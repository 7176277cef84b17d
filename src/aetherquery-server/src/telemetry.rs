//! File and console logging
//!
//! - JSON formatted logs to file
//! - Human-readable console output
//! - Size-based rotation (10MB per file) plus daily rotation

use anyhow::Result;
use rolling_file::{RollingConditionBasic, RollingFileAppender};
use std::path::Path;
use tracing_appender::non_blocking::WorkerGuard;
use tracing_subscriber::{
    fmt::{self, format::FmtSpan},
    layer::SubscriberExt,
    util::SubscriberInitExt,
    EnvFilter,
};

const DEFAULT_FILTER: &str = "aetherquery_server=debug,aetherquery_rs=debug,actix_web=info";

/// Initialize logging into `log_dir`
///
/// Returns a guard that must be kept alive to ensure logs are flushed
pub fn init_telemetry(log_dir: &str) -> Result<WorkerGuard> {
    let log_dir = Path::new(log_dir);
    std::fs::create_dir_all(log_dir)?;

    // aetherquery.log, aetherquery.log.1, ... rotated at 10MB or daily
    let file_appender = RollingFileAppender::new(
        log_dir.join("aetherquery.log"),
        RollingConditionBasic::new()
            .daily()
            .max_size(10 * 1024 * 1024),
        9,
    )?;

    let (non_blocking_file, guard) = tracing_appender::non_blocking(file_appender);

    let env_filter =
        EnvFilter::try_from_default_env().unwrap_or_else(|_| EnvFilter::new(DEFAULT_FILTER));

    let file_layer = fmt::layer()
        .json()
        .with_writer(non_blocking_file)
        .with_span_events(FmtSpan::CLOSE)
        .with_current_span(true)
        .with_target(true)
        .with_thread_ids(true);

    let console_layer = fmt::layer()
        .with_writer(std::io::stdout)
        .with_target(false);

    tracing_subscriber::registry()
        .with(env_filter)
        .with(file_layer)
        .with(console_layer)
        .try_init()?;

    tracing::info!("Logging to {:?} (10MB or daily rotation)", log_dir);

    Ok(guard)
}
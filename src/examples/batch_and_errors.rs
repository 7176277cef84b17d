//! Batch and Error Handling Example
//!
//! Runs a transactional batch and shows how the different failure kinds
//! surface: query-level failures, server-side validation errors and
//! connection errors after the retry budget is spent.
//!
//! Run with: cargo run --example batch_and_errors

use aetherquery_rs::{
    is_connection_error, is_validation_error, AetherClient, CancellationToken, ClientOption,
    QueryRequest, RequestConfig,
};
use serde_json::json;
use std::time::Duration;

#[tokio::main]
async fn main() -> anyhow::Result<()> {
    let base_url =
        std::env::var("AETHERQUERY_URL").unwrap_or_else(|_| "http://localhost:8080".to_string());

    let mut client = AetherClient::new(
        base_url.as_str(),
        vec![
            ClientOption::MaxRetries(1),
            ClientOption::RetryDelay(Duration::from_millis(200)),
        ],
    )?;

    // Transactional batch: stops at the failing statement
    let batch = client
        .execute_batch(
            vec![
                QueryRequest::new("INSERT INTO users (name) VALUES (?)")
                    .with_params(vec![json!("Dave")]),
                QueryRequest::new("SELECT error FROM audit"),
                QueryRequest::new("SELECT COUNT(*) FROM users"),
            ],
            true,
        )
        .await?;

    println!("Batch success: {}", batch.success);
    for (index, failed) in batch.failures() {
        println!(
            "   query #{} failed: {:?}",
            index,
            failed.error.as_ref().map(|e| &e.message)
        );
    }

    // Query-level failure is only an error once validated
    match client.quick_query("SELECT error", Vec::new()).await {
        Ok(rows) => println!("Unexpected rows: {:?}", rows),
        Err(e) => println!("Query failed: {}", e),
    }

    // Server-side validation
    if let Err(e) = client.execute_query("", Vec::new(), None).await {
        println!("Validation error? {} ({})", is_validation_error(&e), e);
    }

    // Per-call timeout and cancellation
    let token = CancellationToken::new();
    let config = RequestConfig::default()
        .timeout(Duration::from_secs(2))
        .header("X-Trace-Id", "demo-1")
        .cancel_on(token.clone());
    let response = client
        .execute_query_with(&QueryRequest::new("SELECT 7"), &config)
        .await?;
    println!("SELECT 7 => {:?}", response.first_value());

    // Nothing listens here; the retry budget runs out
    client.set_base_url("http://127.0.0.1:1");
    if let Err(e) = client.health().await {
        println!("Connection error? {} ({})", is_connection_error(&e), e);
    }

    Ok(())
}
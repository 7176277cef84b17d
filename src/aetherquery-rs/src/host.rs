//! Bindings for embedding hosts.
//!
//! Every call builds its own short-lived transport and reports failures as
//! a plain `{"error": "<message>"}` value instead of a Rust error, so a
//! script runtime can hand the result straight back to its caller.

use crate::transport::{HttpTransport, TransportOptions};
use aetherquery_core::retry::RetryPolicy;
use serde_json::{json, Value};
use std::collections::HashMap;
use std::time::Duration;

/// Transport settings recognized in a host options mapping
#[derive(Debug, Clone, Copy, PartialEq, Eq)]
pub struct HostRequestOptions {
    pub timeout: Duration,
    pub retries: u32,
    pub retry_delay: Duration,
}

impl Default for HostRequestOptions {
    fn default() -> Self {
        Self {
            timeout: Duration::from_secs(30),
            retries: 3,
            retry_delay: Duration::from_secs(1),
        }
    }
}

impl HostRequestOptions {
    /// Read `timeout`, `retries` and `retryDelay` (milliseconds) from a JSON
    /// object. Missing, non-numeric or negative entries keep their default.
    /// A zero timeout means no timeout.
    pub fn from_value(options: &Value) -> Self {
        let mut resolved = Self::default();
        let number = |key: &str| {
            options
                .get(key)
                .and_then(Value::as_f64)
                .filter(|n| *n >= 0.0)
        };

        if let Some(ms) = number("timeout") {
            resolved.timeout = Duration::from_millis(ms as u64);
        }
        if let Some(retries) = number("retries") {
            resolved.retries = retries.min(u32::MAX as f64) as u32;
        }
        if let Some(ms) = number("retryDelay") {
            resolved.retry_delay = Duration::from_millis(ms as u64);
        }
        resolved
    }

    fn transport(&self) -> Result<HttpTransport, Value> {
        HttpTransport::new(TransportOptions {
            // Empty base so the host's URL is used verbatim
            base_url: String::new(),
            timeout: self.timeout,
            retry: RetryPolicy::fixed(self.retries, self.retry_delay),
            headers: HashMap::new(),
        })
        .map_err(|e| error_value(e.to_string()))
    }
}

/// POST `body` as JSON to `url` and return the parsed response
pub async fn post(url: &str, body: &Value, options: &Value) -> Value {
    let transport = match HostRequestOptions::from_value(options).transport() {
        Ok(transport) => transport,
        Err(error) => return error,
    };

    let payload = match serde_json::to_vec(body) {
        Ok(payload) => payload,
        Err(e) => return error_value(format!("Failed to marshal data: {}", e)),
    };

    match transport.post(url, payload).await {
        Ok(response) => parse_response(&response),
        Err(e) => error_value(e.to_string()),
    }
}

/// GET `url` and return the parsed response
pub async fn get(url: &str, options: &Value) -> Value {
    let transport = match HostRequestOptions::from_value(options).transport() {
        Ok(transport) => transport,
        Err(error) => return error,
    };

    match transport.get(url).await {
        Ok(response) => parse_response(&response),
        Err(e) => error_value(e.to_string()),
    }
}

fn parse_response(body: &[u8]) -> Value {
    serde_json::from_slice(body)
        .unwrap_or_else(|e| error_value(format!("Failed to parse response: {}", e)))
}

fn error_value(message: String) -> Value {
    json!({ "error": message })
}
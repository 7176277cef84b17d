//! AetherQuery Client Library
//!
//! Resilient HTTP client for AetherQuery servers: a retrying transport,
//! the query/batch/health API and record-oriented convenience calls.

mod client;
pub mod host;
mod transport;

#[cfg(test)]
mod test_support;

pub use client::{AetherClient, ClientBuilder, BATCH_ENDPOINT, HEALTH_ENDPOINT, QUERY_ENDPOINT};
pub use transport::{HttpTransport, RequestConfig, TransportOptions, USER_AGENT};
pub use tokio_util::sync::CancellationToken;

pub use aetherquery_core::{
    is_authentication_error, is_connection_error, is_validation_error, AetherError, Backoff,
    BatchRequest, BatchResponse, ClientOption, ClientOptions, ErrorCode, ErrorDetail,
    HealthResponse, QueryOptions, QueryRequest, QueryResponse, QueryResult, Record, RetryPolicy,
};

pub type Result<T> = std::result::Result<T, AetherError>;
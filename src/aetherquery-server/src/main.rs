use actix_cors::Cors;
use actix_web::http::header::{self, HeaderName};
use actix_web::{middleware::Logger, web, App, HttpServer};
use aetherquery_core::config::Config;
use aetherquery_server::api;
use anyhow::Result;

mod telemetry;

#[actix_web::main]
async fn main() -> Result<()> {
    let config = Config::load("config.json").unwrap_or_else(|e| {
        eprintln!("Failed to load config.json ({}), using defaults", e);
        Config::default()
    });

    let _guard = telemetry::init_telemetry(&config.log_dir)?;

    tracing::info!("AetherQuery mock server starting");
    tracing::info!("  Database: {}", config.database);
    tracing::info!("  Version: {}", config.version);
    tracing::info!("  Simulated latency: {}ms", config.simulated_latency_ms);
    tracing::info!(
        "  CORS: enabled={}, origins={:?}",
        config.cors.enabled,
        config.cors.allowed_origins
    );

    let app_state = web::Data::new(api::AppState::new(config.clone()));

    let bind_addr = config.bind_addr();
    tracing::info!("Starting HTTP server on {}", bind_addr);

    let cors_config = config.cors.clone();
    let server = HttpServer::new(move || {
        let mut cors = Cors::default();

        if cors_config.enabled {
            for origin in &cors_config.allowed_origins {
                cors = cors.allowed_origin(origin);
            }
            cors = cors
                .allowed_methods(vec!["GET", "POST", "OPTIONS"])
                .allowed_headers(vec![
                    header::ACCEPT,
                    header::CONTENT_TYPE,
                    HeaderName::from_static("x-api-key"),
                    HeaderName::from_static("x-sql-key"),
                ])
                .expose_headers(vec![HeaderName::from_static("x-request-id")])
                .max_age(3600);
        }

        App::new()
            .app_data(app_state.clone())
            .wrap(cors)
            .wrap(Logger::default())
            .configure(api::configure)
    })
    .bind(&bind_addr)?
    .run();

    tracing::info!("Server running, press Ctrl+C to stop");
    server.await?;

    tracing::info!("Server stopped");
    Ok(())
}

------------------------

* _WORK ITEM_: Emit an exact copy of the lines spanning the start of the records to the line containing "let (non_blocking_file, guard)", inclusive, and no other output.

* _RESPONSE TO THIS TASK_:
repository 7176277cef84b17d
filename src/aetherquery-server/src/telemetry.rs
//! File and console logging
//!
//! - JSON formatted logs to file
//! - Human-readable console output
//! - Size-based rotation (10MB per file) plus daily rotation

use anyhow::Result;
use rolling_file::{RollingConditionBasic, RollingFileAppender};
use std::path::Path;
use tracing_appender::non_blocking::WorkerGuard;
use tracing_subscriber::{
    fmt::{self, format::FmtSpan},
    layer::SubscriberExt,
    util::SubscriberInitExt,
    EnvFilter,
};

const DEFAULT_FILTER: &str = "aetherquery_server=debug,aetherquery_rs=debug,actix_web=info";

/// Initialize logging into `log_dir`
///
/// Returns a guard that must be kept alive to ensure logs are flushed
pub fn init_telemetry(log_dir: &str) -> Result<WorkerGuard> {
    let log_dir = Path::new(log_dir);
    std::fs::create_dir_all(log_dir)?;

    // aetherquery.log, aetherquery.log.1, ... rotated at 10MB or daily
    let file_appender = RollingFileAppender::new(
        log_dir.join("aetherquery.log"),
        RollingConditionBasic::new()
            .daily()
            .max_size(10 * 1024 * 1024),
        9,
    )?;

    let (non_blocking_file, guard) = tracing_appender::non_blocking(file_appender);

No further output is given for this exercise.